Work instruction: Show each line of the records in which the word "tokio" occurs.

Data records:
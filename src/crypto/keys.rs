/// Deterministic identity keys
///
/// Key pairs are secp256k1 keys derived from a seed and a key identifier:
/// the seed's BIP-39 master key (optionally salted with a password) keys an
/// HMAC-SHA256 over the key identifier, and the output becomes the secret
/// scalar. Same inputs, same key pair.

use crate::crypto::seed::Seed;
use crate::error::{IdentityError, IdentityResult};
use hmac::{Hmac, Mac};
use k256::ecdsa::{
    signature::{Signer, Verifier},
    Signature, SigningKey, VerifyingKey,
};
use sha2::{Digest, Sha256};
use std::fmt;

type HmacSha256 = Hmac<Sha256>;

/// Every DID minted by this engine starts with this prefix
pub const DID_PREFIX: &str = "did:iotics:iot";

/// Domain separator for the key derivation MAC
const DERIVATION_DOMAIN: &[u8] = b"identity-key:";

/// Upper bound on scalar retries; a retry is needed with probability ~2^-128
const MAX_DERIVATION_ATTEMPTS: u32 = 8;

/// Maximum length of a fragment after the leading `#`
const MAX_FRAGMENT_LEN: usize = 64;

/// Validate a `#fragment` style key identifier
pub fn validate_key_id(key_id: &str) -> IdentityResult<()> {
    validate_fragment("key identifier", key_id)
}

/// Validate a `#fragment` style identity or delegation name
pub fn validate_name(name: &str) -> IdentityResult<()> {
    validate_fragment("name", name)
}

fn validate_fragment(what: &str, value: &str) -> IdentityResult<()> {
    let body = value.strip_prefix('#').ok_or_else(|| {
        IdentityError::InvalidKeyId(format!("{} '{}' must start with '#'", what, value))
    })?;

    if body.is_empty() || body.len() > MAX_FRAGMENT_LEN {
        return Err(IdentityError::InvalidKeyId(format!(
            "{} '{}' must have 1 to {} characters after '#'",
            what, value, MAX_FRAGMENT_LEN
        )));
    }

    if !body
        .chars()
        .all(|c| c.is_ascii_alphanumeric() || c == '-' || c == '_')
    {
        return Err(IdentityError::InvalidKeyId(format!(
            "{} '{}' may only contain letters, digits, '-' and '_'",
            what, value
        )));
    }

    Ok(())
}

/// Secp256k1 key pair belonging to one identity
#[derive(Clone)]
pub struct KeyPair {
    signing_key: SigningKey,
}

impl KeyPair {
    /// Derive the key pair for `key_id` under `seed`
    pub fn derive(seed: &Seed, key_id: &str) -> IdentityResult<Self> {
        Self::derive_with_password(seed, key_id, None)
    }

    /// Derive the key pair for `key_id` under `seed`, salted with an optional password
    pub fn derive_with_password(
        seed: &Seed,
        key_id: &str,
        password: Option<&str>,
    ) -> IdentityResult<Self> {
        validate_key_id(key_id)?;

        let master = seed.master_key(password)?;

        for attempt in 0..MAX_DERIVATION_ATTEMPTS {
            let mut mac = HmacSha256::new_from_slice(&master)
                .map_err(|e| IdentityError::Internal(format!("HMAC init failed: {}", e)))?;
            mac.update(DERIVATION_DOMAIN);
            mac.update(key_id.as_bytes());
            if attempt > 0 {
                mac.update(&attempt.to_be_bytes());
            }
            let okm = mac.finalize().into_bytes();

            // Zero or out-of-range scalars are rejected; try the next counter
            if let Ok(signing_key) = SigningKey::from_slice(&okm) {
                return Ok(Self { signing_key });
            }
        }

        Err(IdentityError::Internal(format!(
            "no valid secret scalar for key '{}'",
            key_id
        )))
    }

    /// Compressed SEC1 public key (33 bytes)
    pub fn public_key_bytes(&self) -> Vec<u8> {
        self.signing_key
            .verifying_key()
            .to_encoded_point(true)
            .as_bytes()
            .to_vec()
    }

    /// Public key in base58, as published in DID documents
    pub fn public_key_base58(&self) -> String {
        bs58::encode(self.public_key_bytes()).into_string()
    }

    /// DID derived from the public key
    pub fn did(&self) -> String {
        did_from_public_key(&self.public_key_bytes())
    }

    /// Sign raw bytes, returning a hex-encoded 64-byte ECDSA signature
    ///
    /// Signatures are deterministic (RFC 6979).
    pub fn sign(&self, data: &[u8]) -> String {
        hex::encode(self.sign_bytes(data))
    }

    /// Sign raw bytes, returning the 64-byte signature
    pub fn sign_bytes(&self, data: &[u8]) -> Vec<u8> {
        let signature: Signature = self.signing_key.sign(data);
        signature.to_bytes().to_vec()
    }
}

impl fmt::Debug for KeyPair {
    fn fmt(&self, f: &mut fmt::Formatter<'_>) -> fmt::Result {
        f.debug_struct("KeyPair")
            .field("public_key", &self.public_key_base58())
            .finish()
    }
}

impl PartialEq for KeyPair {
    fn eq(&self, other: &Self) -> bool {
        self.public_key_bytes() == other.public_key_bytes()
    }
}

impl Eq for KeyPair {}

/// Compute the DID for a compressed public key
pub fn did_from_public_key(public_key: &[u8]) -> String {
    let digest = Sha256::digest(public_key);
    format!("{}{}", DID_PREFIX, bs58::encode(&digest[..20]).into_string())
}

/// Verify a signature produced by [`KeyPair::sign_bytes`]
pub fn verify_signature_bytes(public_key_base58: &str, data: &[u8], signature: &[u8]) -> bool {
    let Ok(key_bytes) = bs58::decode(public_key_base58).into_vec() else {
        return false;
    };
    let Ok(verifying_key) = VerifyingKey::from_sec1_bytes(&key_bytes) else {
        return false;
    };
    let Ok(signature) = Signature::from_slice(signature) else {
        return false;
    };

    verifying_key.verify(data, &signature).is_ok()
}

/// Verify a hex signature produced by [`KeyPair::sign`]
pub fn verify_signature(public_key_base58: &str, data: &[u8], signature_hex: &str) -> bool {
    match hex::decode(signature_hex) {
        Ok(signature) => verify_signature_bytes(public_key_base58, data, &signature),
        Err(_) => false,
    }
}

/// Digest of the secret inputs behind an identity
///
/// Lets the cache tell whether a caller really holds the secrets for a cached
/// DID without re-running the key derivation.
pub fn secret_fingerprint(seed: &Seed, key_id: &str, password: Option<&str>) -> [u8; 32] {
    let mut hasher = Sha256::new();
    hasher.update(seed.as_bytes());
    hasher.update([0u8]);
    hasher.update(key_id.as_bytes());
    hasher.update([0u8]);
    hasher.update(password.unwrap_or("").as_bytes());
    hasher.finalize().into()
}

--

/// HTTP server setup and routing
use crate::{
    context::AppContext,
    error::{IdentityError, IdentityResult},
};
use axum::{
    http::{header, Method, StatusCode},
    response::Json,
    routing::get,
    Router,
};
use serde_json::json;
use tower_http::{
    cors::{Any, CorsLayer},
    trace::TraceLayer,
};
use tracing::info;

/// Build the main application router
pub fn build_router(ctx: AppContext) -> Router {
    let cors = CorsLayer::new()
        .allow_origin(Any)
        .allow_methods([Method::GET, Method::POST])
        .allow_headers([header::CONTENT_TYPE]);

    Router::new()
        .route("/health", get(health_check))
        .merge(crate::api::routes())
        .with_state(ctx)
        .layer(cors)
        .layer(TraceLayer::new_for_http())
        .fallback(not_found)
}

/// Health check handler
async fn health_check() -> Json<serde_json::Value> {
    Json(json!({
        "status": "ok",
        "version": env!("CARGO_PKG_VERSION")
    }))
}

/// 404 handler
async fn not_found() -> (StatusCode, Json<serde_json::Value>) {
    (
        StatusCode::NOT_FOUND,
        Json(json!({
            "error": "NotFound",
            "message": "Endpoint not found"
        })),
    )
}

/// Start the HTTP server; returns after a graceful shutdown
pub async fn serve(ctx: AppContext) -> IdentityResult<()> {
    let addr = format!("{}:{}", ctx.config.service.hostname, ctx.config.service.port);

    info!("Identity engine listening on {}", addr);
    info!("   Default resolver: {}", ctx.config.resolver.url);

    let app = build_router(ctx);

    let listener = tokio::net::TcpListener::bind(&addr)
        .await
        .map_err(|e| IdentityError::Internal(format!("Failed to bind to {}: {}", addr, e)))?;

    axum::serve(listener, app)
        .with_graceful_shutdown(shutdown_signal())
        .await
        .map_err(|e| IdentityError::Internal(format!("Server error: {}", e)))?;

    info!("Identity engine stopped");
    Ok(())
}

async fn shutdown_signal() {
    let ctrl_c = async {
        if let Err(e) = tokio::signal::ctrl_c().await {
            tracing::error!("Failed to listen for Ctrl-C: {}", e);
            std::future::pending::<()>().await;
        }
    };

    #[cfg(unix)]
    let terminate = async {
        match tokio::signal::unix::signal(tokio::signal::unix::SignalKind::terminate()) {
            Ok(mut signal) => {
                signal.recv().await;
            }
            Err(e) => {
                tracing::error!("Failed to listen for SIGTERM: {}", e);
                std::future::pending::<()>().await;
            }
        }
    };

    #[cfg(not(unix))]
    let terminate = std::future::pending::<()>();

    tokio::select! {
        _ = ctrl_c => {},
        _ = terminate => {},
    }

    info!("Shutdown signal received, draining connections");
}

Task answer:
    let listener = tokio::net::TcpListener::bind(&addr)
        if let Err(e) = tokio::signal::ctrl_c().await {
        match tokio::signal::unix::signal(tokio::signal::unix::SignalKind::terminate()) {
    tokio::select! {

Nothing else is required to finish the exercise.